>>>

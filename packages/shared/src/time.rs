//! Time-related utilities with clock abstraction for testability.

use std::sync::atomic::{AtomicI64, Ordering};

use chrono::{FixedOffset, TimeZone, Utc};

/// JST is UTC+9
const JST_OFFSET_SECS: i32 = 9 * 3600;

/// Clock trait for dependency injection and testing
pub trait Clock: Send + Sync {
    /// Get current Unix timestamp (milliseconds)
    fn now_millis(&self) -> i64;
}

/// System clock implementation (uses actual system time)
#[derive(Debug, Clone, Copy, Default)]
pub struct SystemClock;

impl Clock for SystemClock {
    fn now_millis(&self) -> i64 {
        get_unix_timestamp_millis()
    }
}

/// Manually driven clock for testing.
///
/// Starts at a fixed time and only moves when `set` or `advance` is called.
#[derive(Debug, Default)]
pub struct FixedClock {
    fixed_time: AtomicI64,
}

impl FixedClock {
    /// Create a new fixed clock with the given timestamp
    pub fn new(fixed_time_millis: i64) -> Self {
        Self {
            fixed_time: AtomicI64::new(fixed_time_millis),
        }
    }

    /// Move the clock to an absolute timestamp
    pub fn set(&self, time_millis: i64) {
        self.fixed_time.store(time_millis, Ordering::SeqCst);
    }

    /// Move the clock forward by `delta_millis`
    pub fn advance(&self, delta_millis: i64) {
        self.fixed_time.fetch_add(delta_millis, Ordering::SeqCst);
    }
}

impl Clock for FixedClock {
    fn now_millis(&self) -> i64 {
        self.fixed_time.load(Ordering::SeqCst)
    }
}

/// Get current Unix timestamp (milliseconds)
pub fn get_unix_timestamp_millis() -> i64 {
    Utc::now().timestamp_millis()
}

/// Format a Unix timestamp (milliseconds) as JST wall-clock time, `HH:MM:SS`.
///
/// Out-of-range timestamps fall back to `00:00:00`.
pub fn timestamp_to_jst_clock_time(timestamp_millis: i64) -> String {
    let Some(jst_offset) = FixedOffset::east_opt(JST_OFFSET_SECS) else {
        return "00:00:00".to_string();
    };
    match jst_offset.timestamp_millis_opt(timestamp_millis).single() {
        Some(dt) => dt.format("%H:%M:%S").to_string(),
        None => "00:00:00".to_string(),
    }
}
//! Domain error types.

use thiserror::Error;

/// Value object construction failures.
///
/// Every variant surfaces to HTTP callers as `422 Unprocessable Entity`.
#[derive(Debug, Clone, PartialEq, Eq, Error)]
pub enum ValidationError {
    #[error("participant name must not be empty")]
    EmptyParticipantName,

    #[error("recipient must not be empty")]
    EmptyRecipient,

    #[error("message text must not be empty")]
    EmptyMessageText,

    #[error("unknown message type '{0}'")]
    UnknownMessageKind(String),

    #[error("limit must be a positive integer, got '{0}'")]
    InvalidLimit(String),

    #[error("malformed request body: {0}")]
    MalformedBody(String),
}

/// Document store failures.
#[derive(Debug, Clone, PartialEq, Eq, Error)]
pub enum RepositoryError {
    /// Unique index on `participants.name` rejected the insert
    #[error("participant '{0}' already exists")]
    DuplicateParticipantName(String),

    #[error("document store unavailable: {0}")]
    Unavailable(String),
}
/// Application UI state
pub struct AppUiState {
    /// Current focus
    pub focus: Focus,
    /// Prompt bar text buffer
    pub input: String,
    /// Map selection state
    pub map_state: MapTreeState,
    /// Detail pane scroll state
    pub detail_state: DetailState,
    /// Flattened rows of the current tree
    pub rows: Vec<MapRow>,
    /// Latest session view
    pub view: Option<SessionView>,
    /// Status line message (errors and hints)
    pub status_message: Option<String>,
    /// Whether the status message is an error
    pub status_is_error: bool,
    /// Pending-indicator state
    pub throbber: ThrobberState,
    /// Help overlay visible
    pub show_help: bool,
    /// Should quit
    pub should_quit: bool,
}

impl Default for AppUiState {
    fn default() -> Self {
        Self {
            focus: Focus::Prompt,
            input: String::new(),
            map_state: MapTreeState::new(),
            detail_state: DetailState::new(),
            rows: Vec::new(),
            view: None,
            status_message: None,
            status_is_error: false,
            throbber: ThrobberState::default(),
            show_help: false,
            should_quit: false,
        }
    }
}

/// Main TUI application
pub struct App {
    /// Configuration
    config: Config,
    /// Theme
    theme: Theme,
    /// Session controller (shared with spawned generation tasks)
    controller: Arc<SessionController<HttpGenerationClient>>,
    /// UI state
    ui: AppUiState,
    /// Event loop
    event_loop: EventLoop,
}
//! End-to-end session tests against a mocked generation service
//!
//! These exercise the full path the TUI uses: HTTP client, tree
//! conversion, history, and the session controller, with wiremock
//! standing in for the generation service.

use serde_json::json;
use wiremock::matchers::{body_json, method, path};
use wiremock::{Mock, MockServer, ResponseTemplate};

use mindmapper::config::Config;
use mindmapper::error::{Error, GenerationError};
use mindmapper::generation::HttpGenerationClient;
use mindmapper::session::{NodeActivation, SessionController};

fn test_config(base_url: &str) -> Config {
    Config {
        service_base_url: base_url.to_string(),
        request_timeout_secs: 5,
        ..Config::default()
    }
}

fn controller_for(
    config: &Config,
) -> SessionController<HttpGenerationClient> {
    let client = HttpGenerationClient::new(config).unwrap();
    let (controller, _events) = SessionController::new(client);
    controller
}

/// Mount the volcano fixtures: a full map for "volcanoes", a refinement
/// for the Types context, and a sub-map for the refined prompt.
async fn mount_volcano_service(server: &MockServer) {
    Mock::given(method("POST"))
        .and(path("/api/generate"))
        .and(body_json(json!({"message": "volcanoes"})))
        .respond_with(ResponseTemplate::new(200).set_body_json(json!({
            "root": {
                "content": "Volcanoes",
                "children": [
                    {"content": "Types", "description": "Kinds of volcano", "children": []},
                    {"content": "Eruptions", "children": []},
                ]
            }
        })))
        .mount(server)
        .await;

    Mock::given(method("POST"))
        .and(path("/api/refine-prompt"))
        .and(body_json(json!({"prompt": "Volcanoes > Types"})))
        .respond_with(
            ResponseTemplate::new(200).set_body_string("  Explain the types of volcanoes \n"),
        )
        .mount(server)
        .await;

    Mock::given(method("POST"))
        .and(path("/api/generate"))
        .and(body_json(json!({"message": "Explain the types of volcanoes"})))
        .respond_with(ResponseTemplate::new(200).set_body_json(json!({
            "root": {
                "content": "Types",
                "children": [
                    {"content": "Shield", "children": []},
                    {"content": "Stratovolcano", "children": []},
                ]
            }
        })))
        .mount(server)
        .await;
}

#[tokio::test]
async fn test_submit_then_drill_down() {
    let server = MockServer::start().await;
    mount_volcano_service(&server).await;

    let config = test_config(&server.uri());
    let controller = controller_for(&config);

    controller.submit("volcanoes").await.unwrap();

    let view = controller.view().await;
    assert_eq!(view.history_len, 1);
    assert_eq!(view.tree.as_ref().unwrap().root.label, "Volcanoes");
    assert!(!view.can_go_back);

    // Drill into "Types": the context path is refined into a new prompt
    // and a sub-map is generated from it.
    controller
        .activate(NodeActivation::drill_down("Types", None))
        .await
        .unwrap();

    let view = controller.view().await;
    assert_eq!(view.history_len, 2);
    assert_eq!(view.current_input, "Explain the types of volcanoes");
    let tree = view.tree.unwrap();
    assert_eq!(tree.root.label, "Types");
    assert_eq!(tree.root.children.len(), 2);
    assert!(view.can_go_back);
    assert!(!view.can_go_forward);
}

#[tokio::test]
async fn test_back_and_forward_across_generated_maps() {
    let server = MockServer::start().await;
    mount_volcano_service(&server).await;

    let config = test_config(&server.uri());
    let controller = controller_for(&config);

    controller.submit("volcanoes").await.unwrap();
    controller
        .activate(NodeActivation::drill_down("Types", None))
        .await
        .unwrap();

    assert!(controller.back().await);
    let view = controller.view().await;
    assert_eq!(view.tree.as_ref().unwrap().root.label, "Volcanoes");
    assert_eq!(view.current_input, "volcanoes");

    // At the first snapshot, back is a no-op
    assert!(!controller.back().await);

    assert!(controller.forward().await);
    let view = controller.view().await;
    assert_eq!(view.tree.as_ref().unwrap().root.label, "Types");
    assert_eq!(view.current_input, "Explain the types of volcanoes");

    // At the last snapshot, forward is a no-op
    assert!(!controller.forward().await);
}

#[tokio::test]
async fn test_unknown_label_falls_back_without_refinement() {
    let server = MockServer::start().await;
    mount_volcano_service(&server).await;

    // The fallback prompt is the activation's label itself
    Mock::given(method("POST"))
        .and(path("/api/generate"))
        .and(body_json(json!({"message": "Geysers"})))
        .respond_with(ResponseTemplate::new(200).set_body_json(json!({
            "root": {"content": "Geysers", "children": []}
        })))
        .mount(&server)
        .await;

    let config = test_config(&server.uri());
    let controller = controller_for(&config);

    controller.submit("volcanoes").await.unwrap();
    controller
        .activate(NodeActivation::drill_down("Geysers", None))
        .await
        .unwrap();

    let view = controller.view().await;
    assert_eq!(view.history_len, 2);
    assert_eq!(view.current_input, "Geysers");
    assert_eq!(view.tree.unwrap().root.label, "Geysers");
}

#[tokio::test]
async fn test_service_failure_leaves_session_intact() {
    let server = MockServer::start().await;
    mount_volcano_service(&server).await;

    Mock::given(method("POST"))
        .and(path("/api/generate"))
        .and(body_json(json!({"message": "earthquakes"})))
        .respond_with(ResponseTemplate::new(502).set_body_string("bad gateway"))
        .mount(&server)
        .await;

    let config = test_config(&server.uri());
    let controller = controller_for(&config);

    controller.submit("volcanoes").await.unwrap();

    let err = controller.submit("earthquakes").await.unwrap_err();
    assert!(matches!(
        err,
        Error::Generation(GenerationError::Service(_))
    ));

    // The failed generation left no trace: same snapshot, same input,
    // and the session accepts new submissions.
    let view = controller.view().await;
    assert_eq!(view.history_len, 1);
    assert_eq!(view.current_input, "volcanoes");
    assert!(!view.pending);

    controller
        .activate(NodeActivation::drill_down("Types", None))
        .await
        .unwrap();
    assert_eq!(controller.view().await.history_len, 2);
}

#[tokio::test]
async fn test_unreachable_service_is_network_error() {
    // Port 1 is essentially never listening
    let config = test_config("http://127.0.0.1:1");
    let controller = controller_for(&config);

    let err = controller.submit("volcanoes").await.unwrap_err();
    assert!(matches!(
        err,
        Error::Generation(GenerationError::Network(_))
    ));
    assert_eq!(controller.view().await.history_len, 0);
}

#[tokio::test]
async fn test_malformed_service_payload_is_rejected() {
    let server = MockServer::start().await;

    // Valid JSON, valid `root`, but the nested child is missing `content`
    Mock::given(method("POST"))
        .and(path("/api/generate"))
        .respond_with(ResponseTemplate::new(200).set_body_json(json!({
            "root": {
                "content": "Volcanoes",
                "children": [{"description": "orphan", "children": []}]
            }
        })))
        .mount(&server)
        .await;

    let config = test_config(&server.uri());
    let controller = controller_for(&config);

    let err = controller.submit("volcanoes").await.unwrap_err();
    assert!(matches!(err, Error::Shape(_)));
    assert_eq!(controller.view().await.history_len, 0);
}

<<<

■ **Your goal**:
Copy each line of the data that contains the word "shared", leaving the other lines out.

■ **Result**:
filename packages/shared/src/time.rs
    /// Session controller (shared with spawned generation tasks)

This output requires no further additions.